S-18-1: THE USUAL HEMODYNAMIC MECHANISM CAUSING SALT-INDUCED HYPERTENSION: ABNORMALLY INCREASED CARDIAC OUTPUT OR VASCULAR RESISTANCE?

Abstract

Two competing theories have been proposed for the hemodynamic mechanism that usually mediates salt sensitivity and the initiation of salt-induced hypertension. The historical natriuretic dysfunction theory holds that impaired renal excretion of sodium initiates hypertension by causing abnormally large increases in cardiac output secondary to abnormally large increases in salt and water retention. In contrast, the contemporary vasodysfunction theory holds that abnormal vascular resistance responses to salt, not abnormal increases in cardiac output, mediate salt sensitivity and the initiation of salt-induced hypertension.
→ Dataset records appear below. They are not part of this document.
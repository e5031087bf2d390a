//! Habitica Core - library for fetching and exporting Habitica data
//!
//! This library fetches the authenticated user's task list and profile
//! from the Habitica v3 API and writes them out as flat CSV files: one
//! file per task type plus flattened profile stats and achievements.
//!
//! # Quick Start
//!
//! ```no_run
//! use habitica_core::{DataExporter, ExportConfig, HabiticaClient, HabiticaConfig};
//!
//! # async fn example() -> habitica_core::Result<()> {
//! let config = HabiticaConfig::from_env()?;
//! let client = HabiticaClient::new(&config)?;
//! let exporter = DataExporter::new(ExportConfig::new("data"));
//!
//! if let Some(response) = client.fetch_tasks().await {
//!     if response.success {
//!         let summary = exporter.export_all_tasks(&response.task_list())?;
//!         println!("exported {} task rows", summary.total());
//!     }
//! }
//! # Ok(())
//! # }
//! ```

pub mod client;
pub mod config;
pub mod error;
pub mod export;
pub mod flatten;
pub mod models;

#[cfg(any(test, feature = "test-utils"))]
pub mod test_utils;

pub use client::HabiticaClient;
pub use config::{ExportConfig, HabiticaConfig, CLIENT_ID, DEFAULT_BASE_URL, DEFAULT_TIMEOUT};
pub use error::{HabiticaError, Result};
pub use export::{
    task_headers, DataExporter, ProfileExportSummary, TaskExportSummary, ACHIEVEMENTS_FILE_NAME,
    STATS_FILE_NAME,
};
pub use flatten::{flatten_nested, hoist_challenge, render_cell};
pub use models::{task_type_of, ApiResponse, TaskType};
Primary aldosteronism is one of the most common causes of salt sensitivity and salt-dependent hypertension. This presentation will discuss new studies showing that hyperaldosteronism promotes salt sensitivity and initiation of salt-dependent hypertension by amplifying salt-induced increases in systemic vascular resistance, not cardiac output. The findings are consistent with the results of other studies showing that an abnormal vascular resistance response to salt (vasodysfunction) is also usually responsible for the initiation of salt-induced hypertension in humans and animals without hyperaldosteronism. The vasodysfunction framework for the pathogenesis of salt sensitivity and salt-induced hypertension has implications for: 1) understanding how various genetic and non-genetic factors influence BP responses to high salt diets, and 2) development of new methods for preventing and treating salt-dependent hypertension.